What was the intent? Sculptor Sanford Biggers explained that he drew on the Art Deco tradition of Rockefeller Center and intended to complement Zeus, Prometheus, and Atlas. Adding African elements, he says, is “sort of completing the rest of the story.” The setting, he says, is an “ideal context for myth creation.”

Rockefeller Center is an important cultural center. The previous sculptures celebrate what we could call Faustian man. We have literal gods harnessing modern science (radio waves, television, engineering) to remake the world. Christians might argue the imagery is Luciferian — celebrating man becoming god. However, all would agree that the symbols are triumphal and celebrate accomplishment and power. The interior paintings are also of strength and upward striving.

What is Mr. Biggers’s new myth? Instead of heroic conquest, we get victimization. He added flags with Japanese and Buddhist symbols that are supposed to represent the Middle Passage. On the “oracle’s” throne, there are lotus pedals, which are supposed to represent cross sections of slave ships.

The gods and men at Rockefeller are doing things: building skyscrapers, conquering the heavens, holding up the Earth. The “Oracle” sits and scowls. Soon, visitors will be able to use a QR code to ask it questions and celebrity voices will answer. That’s not inspiration or heroism; it’s entertainment. We should see this as part of an effort to turn away from the classics and loosen the connections whites have to their own past.

The “Art Production Fund” commissioned the statue. It is run by three white women, who say that are “reaching new audiences and expanding awareness through contemporary art.” Real estate firm Tishman Speyer supported the exhibit. On its website, it brags about its commitment to ESG (environmental, social, and government) principles.
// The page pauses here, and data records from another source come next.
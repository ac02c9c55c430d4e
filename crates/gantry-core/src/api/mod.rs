//! HTTP client for the project management API.
//!
//! This is the single I/O boundary of the library: four JSON-over-HTTP
//! endpoints on the external project collaborator. Requests carry a bearer
//! token when one is configured, time out after thirty seconds, and are
//! never retried; a failed call surfaces once and the operation is
//! abandoned.

use std::time::Duration;

use reqwest::{Client, RequestBuilder, Response};

use crate::error::{GantryError, Result, ResultExt};

pub mod events;
pub mod projects;

#[cfg(test)]
mod tests;

/// Request timeout applied to every API call.
const REQUEST_TIMEOUT_SECS: u64 = 30;

/// Thin HTTP wrapper around the project management API.
#[derive(Debug, Clone)]
pub struct ApiClient {
    base_url: String,
    api_token: Option<String>,
    client: Client,
}

impl ApiClient {
    /// Create a client for the API rooted at `base_url`.
    ///
    /// A trailing slash on the base URL is tolerated and stripped.
    pub fn new(base_url: impl Into<String>, api_token: Option<String>) -> Result<Self> {
        let base_url = base_url.into().trim_end_matches('/').to_string();
        let client = Client::builder()
            .timeout(Duration::from_secs(REQUEST_TIMEOUT_SECS))
            .build()
            .with_context("Failed to construct HTTP client")?;

        Ok(Self {
            base_url,
            api_token,
            client,
        })
    }

    /// The base URL this client talks to.
    pub fn base_url(&self) -> &str {
        &self.base_url
    }

    /// Attach the bearer token when one is configured.
    fn authorize(&self, request: RequestBuilder) -> RequestBuilder {
        match &self.api_token {
            Some(token) => request.bearer_auth(token),
            None => request,
        }
    }

    /// Turn a non-success response into a server error carrying the
    /// response body as the message.
    async fn check_status(response: Response) -> Result<Response> {
        let status = response.status();
        if status.is_success() {
            return Ok(response);
        }

        let message = response.text().await.unwrap_or_default();
        Err(GantryError::Server {
            status: status.as_u16(),
            message,
        })
    }
}
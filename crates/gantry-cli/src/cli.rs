//! Command-line interface definitions and handlers
//!
//! This module defines the subcommand tree using clap's derive API and the
//! [`Cli`] handler that executes parsed commands against the tracker,
//! implementing the parameter wrapper pattern for clean separation between
//! CLI framework concerns and core domain logic.
//!
//! ## Parameter Wrapper Pattern Implementation
//!
//! ```text
//! User Input → CLI Args (clap) → Core Params → Tracker
//! ```
//!
//! Each command with arguments defines a CLI-specific struct with clap
//! derives and converts it into the matching core parameter type via
//! `From`. This keeps the core types free of clap attributes, lets the CLI
//! evolve its flags and help text independently, and makes the mapping
//! between the two layers explicit and verifiable at compile time.
//!
//! Commands without arguments of their own (show, progress, events) rely on
//! the global `--project` flag, which is resolved once when the tracker is
//! built; their handlers pass a default [`ProjectRef`] through.

use anyhow::Result;
use clap::{Args, Subcommand, ValueEnum};
use gantry_core::{
    display::Phases,
    params::{ProjectRef, RecordUpdate},
    Tracker, PHASES,
};

use crate::renderer::TerminalRenderer;

/// Timeline subcommands
///
/// Everything under `gy timeline` works on the derived construction
/// timeline: the five canonical phases and the events recorded against
/// them.
#[derive(Subcommand)]
pub enum TimelineCommands {
    /// Show the derived construction timeline
    #[command(alias = "s")]
    Show,
    /// Record a site update for a phase
    #[command(alias = "u")]
    Update(RecordUpdateArgs),
    /// Show aggregate progress counters
    #[command(alias = "p")]
    Progress,
    /// List the raw timeline events
    #[command(aliases = ["e", "ls"])]
    Events,
    /// List the five canonical phase definitions
    #[command(alias = "ph")]
    Phases,
}

/// Project subcommands
#[derive(Subcommand)]
pub enum ProjectCommands {
    /// Show the tracked project record
    #[command(alias = "s")]
    Show,
}

/// Record a construction site update
///
/// CLI wrapper for RecordUpdate that adds clap-specific argument handling
/// including flags, help text generation, and status value parsing. The
/// phase name is matched case-insensitively against the five canonical
/// phases; the update is rejected when an earlier phase is unfinished.
#[derive(Args)]
pub struct RecordUpdateArgs {
    /// Phase the update belongs to
    #[arg(help = "Phase name: Foundation, Structural Work, Interior Work, Finishing, or Handover")]
    pub phase: String,
    /// Short title of the update; the phase name is prepended automatically
    pub title: String,
    /// Description of the work done
    #[arg(short, long, help = "Description of the work done (required)")]
    pub description: Option<String>,
    /// New status for the phase
    #[arg(short, long, help = "New status for the phase (in-progress, completed)")]
    pub status: StatusArg,
    /// Date the work started
    #[arg(long, help = "Date the work started (YYYY-MM-DD)")]
    pub start_date: Option<String>,
    /// Date the work ended
    #[arg(long, help = "Date the work ended (YYYY-MM-DD)")]
    pub end_date: Option<String>,
}

impl From<RecordUpdateArgs> for RecordUpdate {
    /// Convert CLI arguments to core parameter structure
    ///
    /// The project is left unset so the update targets the project resolved
    /// from the global flag, environment, or config file.
    fn from(val: RecordUpdateArgs) -> Self {
        RecordUpdate {
            project: None,
            phase: val.phase,
            title: val.title,
            description: val.description,
            status: val.status.to_string(),
            start_date: val.start_date,
            end_date: val.end_date,
        }
    }
}

/// Command-line argument representation of event status values
///
/// This enum provides the CLI interface for phase status updates,
/// converting between user-friendly command arguments and the wire status
/// strings. Used with the `--status` flag in timeline update commands.
#[derive(Copy, Clone, PartialEq, Eq, PartialOrd, Ord, ValueEnum)]
pub enum StatusArg {
    /// Work on the phase has started
    InProgress,
    /// Work on the phase is finished
    Completed,
}

impl std::fmt::Display for StatusArg {
    fn fmt(&self, f: &mut std::fmt::Formatter<'_>) -> std::fmt::Result {
        match self {
            StatusArg::InProgress => write!(f, "in-progress"),
            StatusArg::Completed => write!(f, "completed"),
        }
    }
}

/// Command handler connecting parsed arguments to tracker operations.
///
/// Owns the tracker and the terminal renderer for the lifetime of one
/// command invocation. Every handler formats its result through the same
/// Display implementations the MCP server uses, so both surfaces produce
/// identical markdown.
pub struct Cli {
    tracker: Tracker,
    renderer: TerminalRenderer,
}

impl Cli {
    /// Create a handler for one command invocation.
    pub fn new(tracker: Tracker, renderer: TerminalRenderer) -> Self {
        Self { tracker, renderer }
    }

    /// Dispatch a timeline subcommand.
    pub async fn handle_timeline_command(self, command: TimelineCommands) -> Result<()> {
        match command {
            TimelineCommands::Show => self.show_timeline(&ProjectRef::default()).await,
            TimelineCommands::Update(args) => self.record_update(&args.into()).await,
            TimelineCommands::Progress => self.show_progress(&ProjectRef::default()).await,
            TimelineCommands::Events => self.list_events(&ProjectRef::default()).await,
            TimelineCommands::Phases => Self::render_phases(&self.renderer),
        }
    }

    /// Dispatch a project subcommand.
    pub async fn handle_project_command(self, command: ProjectCommands) -> Result<()> {
        match command {
            ProjectCommands::Show => self.show_project(&ProjectRef::default()).await,
        }
    }

    /// Render the derived timeline for a project.
    pub async fn show_timeline(&self, params: &ProjectRef) -> Result<()> {
        let state = self.tracker.show_timeline(params).await?;
        self.renderer.render(&state.to_string())
    }

    /// Record a site update and render the submission result.
    pub async fn record_update(&self, params: &RecordUpdate) -> Result<()> {
        let result = self.tracker.record_update(params).await?;
        self.renderer.render(&result.to_string())
    }

    /// Render the aggregate progress counters.
    pub async fn show_progress(&self, params: &ProjectRef) -> Result<()> {
        let summary = self.tracker.progress(params).await?;
        self.renderer.render(&summary.to_string())
    }

    /// Render the raw timeline events.
    pub async fn list_events(&self, params: &ProjectRef) -> Result<()> {
        let events = self.tracker.list_events_display(params).await?;
        self.renderer.render(&format!("# Timeline Events\n\n{events}"))
    }

    /// Render the project record.
    pub async fn show_project(&self, params: &ProjectRef) -> Result<()> {
        let project = self.tracker.show_project(params).await?;
        self.renderer.render(&project.to_string())
    }

    /// Render the canonical phase definitions.
    ///
    /// Takes only the renderer because the phase list is a compile-time
    /// constant; no tracker or configuration is required.
    pub fn render_phases(renderer: &TerminalRenderer) -> Result<()> {
        renderer.render(&format!(
            "# Construction Phases\n\n{}",
            Phases(PHASES.to_vec())
        ))
    }
}
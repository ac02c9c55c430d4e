//! Collection wrapper types for displaying groups of domain objects.
//!
//! This module provides wrapper types that format collections of domain objects
//! with consistent structure and empty collection handling.

use std::{fmt, ops::Index};

use crate::models::{PhaseDefinition, TimelineEvent};

/// Newtype wrapper for displaying collections of timeline events.
///
/// This wrapper provides Display formatting for raw event listings without
/// any derivation applied. It handles empty collections gracefully and
/// formats each event using the existing TimelineEvent Display trait.
///
/// # Examples
///
/// ```rust
/// use gantry_core::{display::Events, models::TimelineEvent};
///
/// let event = TimelineEvent {
///     id: Some("evt-1".to_string()),
///     title: "Foundation - slab poured".to_string(),
///     description: None,
///     status: None,
///     event_type: Some("milestone".to_string()),
///     visibility: Some("public".to_string()),
///     created_at: None,
///     start_date: None,
///     end_date: None,
/// };
/// let events = Events(vec![event]);
/// println!("{}", events);
/// ```
pub struct Events(pub Vec<TimelineEvent>);

impl Events {
    /// Check if the collection is empty.
    pub fn is_empty(&self) -> bool {
        self.0.is_empty()
    }

    /// Get the number of events in the collection.
    pub fn len(&self) -> usize {
        self.0.len()
    }

    /// Get a reference to the event at the given index.
    pub fn get(&self, index: usize) -> Option<&TimelineEvent> {
        self.0.get(index)
    }

    /// Get an iterator over the events.
    pub fn iter(&self) -> std::slice::Iter<'_, TimelineEvent> {
        self.0.iter()
    }
}

impl Index<usize> for Events {
    type Output = TimelineEvent;

    fn index(&self, index: usize) -> &Self::Output {
        &self.0[index]
    }
}

impl IntoIterator for Events {
    type Item = TimelineEvent;
    type IntoIter = std::vec::IntoIter<Self::Item>;

    fn into_iter(self) -> Self::IntoIter {
        self.0.into_iter()
    }
}

impl<'a> IntoIterator for &'a Events {
    type Item = &'a TimelineEvent;
    type IntoIter = std::slice::Iter<'a, TimelineEvent>;

    fn into_iter(self) -> Self::IntoIter {
        self.0.iter()
    }
}

impl fmt::Display for Events {
    fn fmt(&self, f: &mut fmt::Formatter<'_>) -> fmt::Result {
        if self.0.is_empty() {
            writeln!(f, "No timeline events found.")
        } else {
            for event in &self.0 {
                write!(f, "{}", event)?;
            }
            Ok(())
        }
    }
}

/// Newtype wrapper for displaying the canonical phase definitions.
///
/// Formats each phase using the PhaseDefinition Display trait. Used by the
/// phase listing, which works entirely from the built-in definitions.
pub struct Phases(pub Vec<PhaseDefinition>);

impl Phases {
    /// Check if the collection is empty.
    pub fn is_empty(&self) -> bool {
        self.0.is_empty()
    }

    /// Get the number of phases in the collection.
    pub fn len(&self) -> usize {
        self.0.len()
    }

    /// Get a reference to the phase at the given index.
    pub fn get(&self, index: usize) -> Option<&PhaseDefinition> {
        self.0.get(index)
    }

    /// Get an iterator over the phases.
    pub fn iter(&self) -> std::slice::Iter<'_, PhaseDefinition> {
        self.0.iter()
    }
}

impl Index<usize> for Phases {
    type Output = PhaseDefinition;

    fn index(&self, index: usize) -> &Self::Output {
        &self.0[index]
    }
}

impl IntoIterator for Phases {
    type Item = PhaseDefinition;
    type IntoIter = std::vec::IntoIter<Self::Item>;

    fn into_iter(self) -> Self::IntoIter {
        self.0.into_iter()
    }
}

impl<'a> IntoIterator for &'a Phases {
    type Item = &'a PhaseDefinition;
    type IntoIter = std::slice::Iter<'a, PhaseDefinition>;

    fn into_iter(self) -> Self::IntoIter {
        self.0.iter()
    }
}

impl fmt::Display for Phases {
    fn fmt(&self, f: &mut fmt::Formatter<'_>) -> fmt::Result {
        if self.0.is_empty() {
            writeln!(f, "No phases defined.")
        } else {
            for phase in &self.0 {
                write!(f, "{}", phase)?;
            }
            Ok(())
        }
    }
}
Real estate developer Aby Rosen and his wife Samantha Boardman also backed it. In 2008, New York Magazine called Mrs. Boardman a “society princess,” and in 2013 The New York Times called her “a pillar of New York society.” Another supporter was the Marianne Boesky Gallery. On its webpage is an emotional letter saying in all caps that BLACK LIVES MATTER. It also invokes Breonna Taylor, George Floyd, Trayvon Martin, and others. The gallery promises to “support the Black community, POC, and all other marginalized groups” and to “fight for racial justice.”

Sarah Arison, president of the Arison Arts Foundation, also supported the sculpture. Her grandfather founded Carnival Cruise Lines. Family wealth presumably put her on the board of “Americans for the Arts,” which promises to achieve “cultural equity,” by fighting “existing systems of power [that] grant privilege and access unequally.”

The statue is backed by what Tom Wolfe called the “Masters of the Universe.” The message they and the artist are sending is that greatness is for the past. Instead of admiring accomplishment, we celebrate victimhood. Instead of creating beauty, we build things that degrade their surroundings. Instead of furthering a tradition, we uproot it. The wealthy, well-connected, and powerful push “equity” while they wallow in luxury.

Luckily, “Oracle” will be in Rockefeller Plaza only through June 29. Unfortunately, those who made it possible will stay in power. Every society has an elite, but it’s incidents like this that make it clear we need to replace them. Until we do, they’ll keep funding “art” like this while they tell us we have privilege. I don’t think its celebrity-voice “prophecies” will say anything useful. If you want to know why the country is dying, you’ll have to turn to us.